PSD fractions were prepared from mouse brains as described previously [18]. All procedures were performed at 4 °C. Mouse brains were isolated and homogenized in 10 volumes of ice-cold Buffer A (0.32 M sucrose, 5 mM HEPES, pH 7.4, 1 mM MgCl₂, 0.5 mM CaCl₂, Protease and Phosphatase Inhibitor Cocktail) with Teflon homogenizer (12 strokes). The homogenate was spun at 1400 × g for 10 min. Supernatant (S1’) was saved and pellet (P1’) was homogenized again with Teflon homogenizer in another 10 volumes of Buffer A (5 strokes). After centrifugation at 700 × g for 10 min, the supernatant (S1’) was collected and pooled with S1, and the pellet (P1’) were saved as crude nuclear fraction. Pooled S1 and S1’ were centrifuged at 13,800 × g for 10 min to collect the crude synaptosomal pellet (P2) and the supernatant (S2), which contains the cytosol and light membranes. S2 was centrifuged at 100,000 × g for 15 min to separate the cytosolic fraction (Cyt) and the light membrane fraction (LM). P2 was resuspended in 10 volumes of Buffer B (0.32 M sucrose, 6 mM Tris, pH 8.0, supplemented with Protease and Phosphatase Inhibitor Cocktail) with Teflon homogenizer (5 strokes). The P2 suspension was loaded onto a discontinuous sucrose gradient (0.85 M/1 M/1.15 M sucrose solution in 6 mM Tris, pH 8.0), and centrifuged at 82,500 × g for 2 h. Synaptosome fraction (Syn) was collected from the layer between 1 M and 1.15 M sucrose, supplemented with 0.5% Triton X-100 and mixed for 15 min. The suspension was spun at 32,800 × g for 20 min, and the resulting pellet was saved as PSD fraction (PSD). P1’, LM and PSD fractions were lysed in 1% SDS buffer. SDS were added into Cyt and Syn fraction to 1% final concentration. Equal amount of total protein from each fraction were resolved in SDS-PAGE and applied to western blot analysis.

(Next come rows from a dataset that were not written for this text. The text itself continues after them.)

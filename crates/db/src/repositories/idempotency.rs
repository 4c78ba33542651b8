use chrono::{DateTime, Utc};
use sqlx::{sqlite::SqliteRow, Row};

use courier_core::domain::idempotency::{
    CachedResponse, IdempotencyKey, IdempotencyRecord, IdempotencyRecordId,
};
use courier_core::domain::tenant::TenantId;

use super::{
    encode_json, encode_timestamp, parse_json, parse_timestamp, parse_u64, IdempotencyRepository,
    RepositoryError, ReserveOutcome,
};
use crate::DbPool;

const RECORD_COLUMNS: &str = "id,
    tenant_id,
    idempotency_key,
    request_method,
    request_path,
    request_body_hash,
    response_status_code,
    response_body,
    created_at,
    updated_at,
    expires_at";

/// Bounded so that a key deleted and re-taken between insert and re-read
/// surfaces as contention rather than spinning.
const RESERVE_ATTEMPTS: usize = 3;

pub struct SqlIdempotencyRepository {
    pool: DbPool,
}

impl SqlIdempotencyRepository {
    pub fn new(pool: DbPool) -> Self {
        Self { pool }
    }
}

#[async_trait::async_trait]
impl IdempotencyRepository for SqlIdempotencyRepository {
    async fn try_reserve(
        &self,
        record: &IdempotencyRecord,
    ) -> Result<ReserveOutcome, RepositoryError> {
        for _ in 0..RESERVE_ATTEMPTS {
            let inserted = sqlx::query(
                "INSERT INTO idempotency_keys (
                    id,
                    tenant_id,
                    idempotency_key,
                    request_method,
                    request_path,
                    request_body_hash,
                    response_status_code,
                    response_body,
                    created_at,
                    updated_at,
                    expires_at
                 ) VALUES (?, ?, ?, ?, ?, ?, NULL, NULL, ?, ?, ?)
                 ON CONFLICT(tenant_id, idempotency_key) DO NOTHING",
            )
            .bind(&record.id.0)
            .bind(&record.tenant_id.0)
            .bind(&record.idempotency_key.0)
            .bind(&record.request_method)
            .bind(&record.request_path)
            .bind(&record.request_body_hash)
            .bind(encode_timestamp(record.created_at))
            .bind(encode_timestamp(record.updated_at))
            .bind(encode_timestamp(record.expires_at))
            .execute(&self.pool)
            .await?
            .rows_affected();

            if inserted == 1 {
                return Ok(ReserveOutcome::Reserved);
            }

            if let Some(existing) = self.find(&record.tenant_id, &record.idempotency_key).await? {
                return Ok(ReserveOutcome::Existing(existing));
            }
        }

        Err(RepositoryError::Contention(format!(
            "idempotency key `{}` for tenant `{}` kept changing during reservation",
            record.idempotency_key, record.tenant_id
        )))
    }

    async fn reclaim_expired(
        &self,
        record: &IdempotencyRecord,
        now: DateTime<Utc>,
    ) -> Result<bool, RepositoryError> {
        let updated = sqlx::query(
            "UPDATE idempotency_keys SET
                id = ?,
                request_method = ?,
                request_path = ?,
                request_body_hash = ?,
                response_status_code = NULL,
                response_body = NULL,
                created_at = ?,
                updated_at = ?,
                expires_at = ?
             WHERE tenant_id = ? AND idempotency_key = ? AND expires_at <= ?",
        )
        .bind(&record.id.0)
        .bind(&record.request_method)
        .bind(&record.request_path)
        .bind(&record.request_body_hash)
        .bind(encode_timestamp(record.created_at))
        .bind(encode_timestamp(record.updated_at))
        .bind(encode_timestamp(record.expires_at))
        .bind(&record.tenant_id.0)
        .bind(&record.idempotency_key.0)
        .bind(encode_timestamp(now))
        .execute(&self.pool)
        .await?
        .rows_affected();

        Ok(updated == 1)
    }

    async fn find(
        &self,
        tenant_id: &TenantId,
        key: &IdempotencyKey,
    ) -> Result<Option<IdempotencyRecord>, RepositoryError> {
        let row = sqlx::query(&format!(
            "SELECT {RECORD_COLUMNS}
             FROM idempotency_keys
             WHERE tenant_id = ? AND idempotency_key = ?"
        ))
        .bind(&tenant_id.0)
        .bind(&key.0)
        .fetch_optional(&self.pool)
        .await?;

        row.map(record_from_row).transpose()
    }

    async fn finalize(
        &self,
        id: &IdempotencyRecordId,
        response: &CachedResponse,
        now: DateTime<Utc>,
    ) -> Result<bool, RepositoryError> {
        let body = encode_json("response_body", &response.body)?;
        let updated = sqlx::query(
            "UPDATE idempotency_keys SET
                response_status_code = ?,
                response_body = ?,
                updated_at = ?
             WHERE id = ? AND response_status_code IS NULL",
        )
        .bind(i64::from(response.status_code))
        .bind(body)
        .bind(encode_timestamp(now))
        .bind(&id.0)
        .execute(&self.pool)
        .await?
        .rows_affected();

        Ok(updated == 1)
    }

    async fn delete_expired_batch(
        &self,
        now: DateTime<Utc>,
        limit: u32,
    ) -> Result<u64, RepositoryError> {
        let deleted = sqlx::query(
            "DELETE FROM idempotency_keys
             WHERE id IN (
                SELECT id FROM idempotency_keys
                WHERE expires_at <= ?
                ORDER BY expires_at ASC
                LIMIT ?
             )",
        )
        .bind(encode_timestamp(now))
        .bind(i64::from(limit))
        .execute(&self.pool)
        .await?
        .rows_affected();

        Ok(deleted)
    }

    async fn count_expired(&self, now: DateTime<Utc>) -> Result<u64, RepositoryError> {
        let count = sqlx::query(
            "SELECT COUNT(*) AS count FROM idempotency_keys WHERE expires_at <= ?",
        )
        .bind(encode_timestamp(now))
        .fetch_one(&self.pool)
        .await?
        .try_get::<i64, _>("count")?;

        parse_u64("count", count)
    }
}

fn record_from_row(row: SqliteRow) -> Result<IdempotencyRecord, RepositoryError> {
    let status_code = row.try_get::<Option<i64>, _>("response_status_code")?;
    let body = row.try_get::<Option<String>, _>("response_body")?;

    let response = match (status_code, body) {
        (Some(code), body) => {
            let status_code = u16::try_from(code).map_err(|_| {
                RepositoryError::Decode(format!("invalid response_status_code `{code}`"))
            })?;
            let body = match body {
                Some(raw) => parse_json("response_body", &raw)?,
                None => serde_json::Value::Null,
            };
            Some(CachedResponse { status_code, body })
        }
        (None, _) => None,
    };

    Ok(IdempotencyRecord {
        id: IdempotencyRecordId(row.try_get("id")?),
        tenant_id: TenantId(row.try_get("tenant_id")?),
        idempotency_key: IdempotencyKey(row.try_get("idempotency_key")?),
        request_method: row.try_get("request_method")?,
        request_path: row.try_get("request_path")?,
        request_body_hash: row.try_get("request_body_hash")?,
        response,
        created_at: parse_timestamp("created_at", row.try_get("created_at")?)?,
        updated_at: parse_timestamp("updated_at", row.try_get("updated_at")?)?,
        expires_at: parse_timestamp("expires_at", row.try_get("expires_at")?)?,
    })
}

Mouse primary neuron cultures were prepared from the cortex or spinal cord of newborn (postnatal day 0, P0) pups, as described previously [21, 22]. Briefly, individual cortex or spinal cord was dissected and subjected to papain digestion (5 U/ml, Worthington Biochemicals) for 40 min at 37 °C. The digested tissue was carefully triturated into single cells using increasingly smaller pipette tips. The cells were then centrifuged at 250 × g for 5 min and resuspended in warm Basal Medium Eagle (BME, Sigma-Aldrich) supplemented with 5% heat-inactivated fetal bovine serum (FBS; Invitrogen), 1× N2/B27 supplement (100× stock, Invitrogen), 1× GlutaMax (100× stock, Invitrogen), 0.45% D-glucose (Sigma-Aldrich), 10 U/ml penicillin (Invitrogen), and 10 μg/ml streptomycin (Invitrogen). The dissociated neurons were seeded in plated in Biocoat Poly-D-Lysine Cellware plate (BD Biosciences), and maintained at 37 °C in a 95% O₂ and 5% CO₂ humidified incubator. Twenty-four hours after seeding, the cultures were switched to serum-free medium supplemented with 1 μM cytosine β-D-arabinofuranoside (Sigma-Aldrich) to suppress the proliferation of glia and 1 μM 4-hydroxytamoxifen (4-OHT, Sigma-Aldrich) to induce CRE recombinase activity. Starting from 5 days in vitro (DIV), culture medium was changed twice every week.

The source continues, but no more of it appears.